Er warf seinen Mantel über und trug das Brotbündel in behandschuhten Händen aus der Tür. Er ging den Hügel hinunter, überquerte die Holzbrücke über dem Bach und bog dann nach links auf die Schotterstraße ab, die zum Friedhof führte, wo seine Geliebte in Ruhe blieb.

Die Welt war ruhig, abgesehen von dem bescheidenen Durcheinander von Walters Schuhen, die durch das schneebedeckte Gras schnitten. Walters Gesicht zuckte, als er auf die Schieferplatte aus gemeißeltem Stein starrte, die den Beginn und das Ende von Teresas Leben kennzeichnete.

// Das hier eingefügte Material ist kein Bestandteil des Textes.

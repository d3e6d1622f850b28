//! Interactive HIV risk assessment
//!
//! Asks the fixed questionnaire one question at a time over an
//! [`AnswerChannel`] and classifies the answers.

use std::time::Duration;

use chia_config::AgentConfig;
use chia_core::{AnswerChannel, Error, Result, RiskAssessment, ASSESSMENT_HEADER, RISK_QUESTIONS};

/// Assessment behaviour
#[derive(Debug, Clone)]
pub struct AssessmentOptions {
    /// Wait per answer
    pub answer_timeout: Duration,
    /// Send the questionnaire header first
    pub send_header: bool,
}

impl Default for AssessmentOptions {
    fn default() -> Self {
        Self::from(&AgentConfig::default())
    }
}

impl From<&AgentConfig> for AssessmentOptions {
    fn from(config: &AgentConfig) -> Self {
        Self {
            answer_timeout: Duration::from_secs(config.answer_timeout_secs),
            send_header: config.assessment_header,
        }
    }
}

/// Run the questionnaire and send the advisory line
pub async fn assess_risk(
    channel: &dyn AnswerChannel,
    options: &AssessmentOptions,
) -> Result<RiskAssessment> {
    if options.send_header {
        channel.notify(ASSESSMENT_HEADER).await?;
    }

    let mut assessment = RiskAssessment::default();
    for question in RISK_QUESTIONS.iter() {
        let answer = tokio::time::timeout(options.answer_timeout, channel.ask(question.text))
            .await
            .map_err(|_| {
                Error::Timeout(format!(
                    "No answer to '{}' within {}s",
                    question.key,
                    options.answer_timeout.as_secs()
                ))
            })??;
        assessment.record(question.key, &answer);
    }

    channel.notify(assessment.advice()).await?;

    tracing::info!(
        channel = channel.name(),
        high_risk = assessment.high_risk,
        "Risk assessment complete"
    );

    Ok(assessment)
}

#[cfg(test)]
pub(crate) mod test_support {
    use super::*;
    use async_trait::async_trait;
    use parking_lot::Mutex;
    use std::collections::VecDeque;

    /// Channel replaying canned answers and recording what was sent
    #[derive(Default)]
    pub struct ScriptedChannel {
        pub answers: Mutex<VecDeque<String>>,
        pub sent: Mutex<Vec<String>>,
    }

    impl ScriptedChannel {
        pub fn new(answers: &[&str]) -> Self {
            Self {
                answers: Mutex::new(answers.iter().map(|a| a.to_string()).collect()),
                sent: Mutex::new(Vec::new()),
            }
        }
    }

    #[async_trait]
    impl AnswerChannel for ScriptedChannel {
        async fn ask(&self, prompt: &str) -> Result<String> {
            self.sent.lock().push(prompt.to_string());
            let next = self.answers.lock().pop_front();
            match next {
                Some(answer) => Ok(answer),
                None => std::future::pending().await,
            }
        }

        async fn notify(&self, text: &str) -> Result<()> {
            self.sent.lock().push(text.to_string());
            Ok(())
        }

        fn name(&self) -> &str {
            "scripted"
        }
    }
}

Er musste sich einen Moment Zeit nehmen, um zu berechnen, wie viele Jahre vergangen waren, auch wenn es sich anfühlte, als wäre kein Tag vergangen.

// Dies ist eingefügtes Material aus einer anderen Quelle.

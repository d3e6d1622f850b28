//! Application State
//!
//! Process-wide collaborators are built once from [`Settings`] and shared by
//! every session through `Arc`.

use std::sync::Arc;
use std::time::Duration;

use chia_agent::{Agent, CounselorAgent, DetachedChannel};
use chia_config::{AgentConfig, Settings};
use chia_core::{AnswerChannel, LanguageModel};
use chia_llm::{OpenAIBackend, OpenAIConfig, OpenAIEmbeddings};
use chia_rag::{KnowledgeRetriever, QaChain};
use chia_tools::{create_registry, AssessmentOptions, ProviderLocator, ToolDeps, ToolRegistry};

use crate::session::{AgentFactory, SessionManager};
use crate::ServerError;

/// Shared backends: LLM client, knowledge chain and provider locator
#[derive(Clone)]
pub struct Services {
    pub llm: Arc<dyn LanguageModel>,
    pub qa: Arc<QaChain>,
    pub tool_deps: ToolDeps,
}

impl Services {
    /// Connect the LLM, index the knowledge base and prepare the locator
    pub async fn build(settings: &Settings) -> Result<Self, ServerError> {
        let backend = OpenAIBackend::new(OpenAIConfig::from(&settings.llm))
            .map_err(|e| ServerError::Startup(e.to_string()))?;
        let llm: Arc<dyn LanguageModel> = Arc::new(backend);

        let embedder =
            OpenAIEmbeddings::from_settings(&settings.llm, settings.rag.embedding_batch_size)
                .map_err(|e| ServerError::Startup(e.to_string()))?;
        let retriever = KnowledgeRetriever::from_settings(&settings.rag, Arc::new(embedder))
            .await
            .map_err(|e| ServerError::Startup(e.to_string()))?;
        tracing::info!(
            source = %settings.rag.knowledge_source,
            store = ?settings.rag.vector_store,
            "Knowledge base indexed"
        );

        let qa = Arc::new(QaChain::new(
            Arc::new(retriever),
            llm.clone(),
            settings.rag.top_k,
        ));

        let locator = ProviderLocator::new(settings.locator.clone())
            .map_err(|e| ServerError::Startup(e.to_string()))?;

        let tool_deps = ToolDeps {
            answerer: qa.clone(),
            directory: Arc::new(locator),
            assessment: AssessmentOptions::from(&settings.agent),
            locator_timeout_secs: settings.locator.tool_timeout_secs,
            qa_timeout_secs: settings.agent.qa_timeout_secs,
        };

        Ok(Self { llm, qa, tool_deps })
    }
}

/// Factory building a counselor whose tools ask through the session channel
pub fn counselor_factory(
    config: AgentConfig,
    llm: Arc<dyn LanguageModel>,
    deps: ToolDeps,
) -> AgentFactory {
    Arc::new(move |user_id: &str, channel: Arc<dyn AnswerChannel>| {
        let registry = create_registry(&deps, channel);
        Arc::new(CounselorAgent::new(
            user_id,
            config.clone(),
            llm.clone(),
            Arc::new(registry),
        )) as Arc<dyn Agent>
    })
}

/// Application state
#[derive(Clone)]
pub struct AppState {
    /// Settings loaded at startup
    pub settings: Arc<Settings>,
    /// Session manager
    pub sessions: Arc<SessionManager>,
    /// Tool registry for direct calls; has no interactive channel
    pub tools: Arc<ToolRegistry>,
    /// LLM backend, probed by the readiness check
    pub llm: Arc<dyn LanguageModel>,
}

impl AppState {
    /// Create application state from built services
    pub fn new(settings: Settings, services: &Services) -> Self {
        let factory = counselor_factory(
            settings.agent.clone(),
            services.llm.clone(),
            services.tool_deps.clone(),
        );
        let tools = create_registry(&services.tool_deps, Arc::new(DetachedChannel));
        Self::with_parts(settings, services.llm.clone(), tools, factory)
    }

    /// Create application state from explicit parts
    pub fn with_parts(
        settings: Settings,
        llm: Arc<dyn LanguageModel>,
        tools: ToolRegistry,
        factory: AgentFactory,
    ) -> Self {
        let sessions = SessionManager::with_config(
            factory,
            settings.server.max_sessions,
            Duration::from_secs(settings.server.session_timeout_secs),
            Duration::from_secs(settings.server.cleanup_interval_secs),
        );
        Self {
            settings: Arc::new(settings),
            sessions: Arc::new(sessions),
            tools: Arc::new(tools),
            llm,
        }
    }

    /// Per-request timeout for HTTP message handling
    pub fn request_timeout(&self) -> Duration {
        Duration::from_secs(self.settings.server.timeout_seconds)
    }
}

„Ich habe dir etwas mitgebracht, Liebes“, sagte er und kniete sich steif hin. Er wickelte das Wachspapier aus und nahm eine Scheibe Brot. Er brach mehrere Brocken ab und warf sie auf den gefrorenen Boden. Der Wind heulte und die umliegenden Birken schüttelten einen Vogelschwarm, der den Himmel umkreiste und dann landete. Einer machte einen vorsichtigen Sprung auf ein Stück Brot zu. Walter trat ein paar Schritte zurück und bewunderte das Wappen. Der Spottdrossel zwitscherte, und seine Freunde versammelten sich, um an dem Fest teilzunehmen.

"Ich dachte, Sie möchten die Firma."

Weitere Vögel stiegen aus dem umliegenden Wald herab, eine vielfarbige Ansammlung von Farben, türkisfarbenen Streifen und Federn orangefarbener, schwarzer Raben und gelber Singvögel. Ein Kardinal landete mit einem Stück Brot im Mund auf dem Grabstein. Walter musste sich den Geschmack nicht vorstellen.

Der Dampf seines Atems verbarg den Schatten eines Lächelns. Als jüngerer Mann hätte Walter die Erde zertrampelt, um die Vögel in die Flucht zu schlagen. Stattdessen blieb er nun stehen und summte etwas, das einem alten Jazz-Stück ähnelte.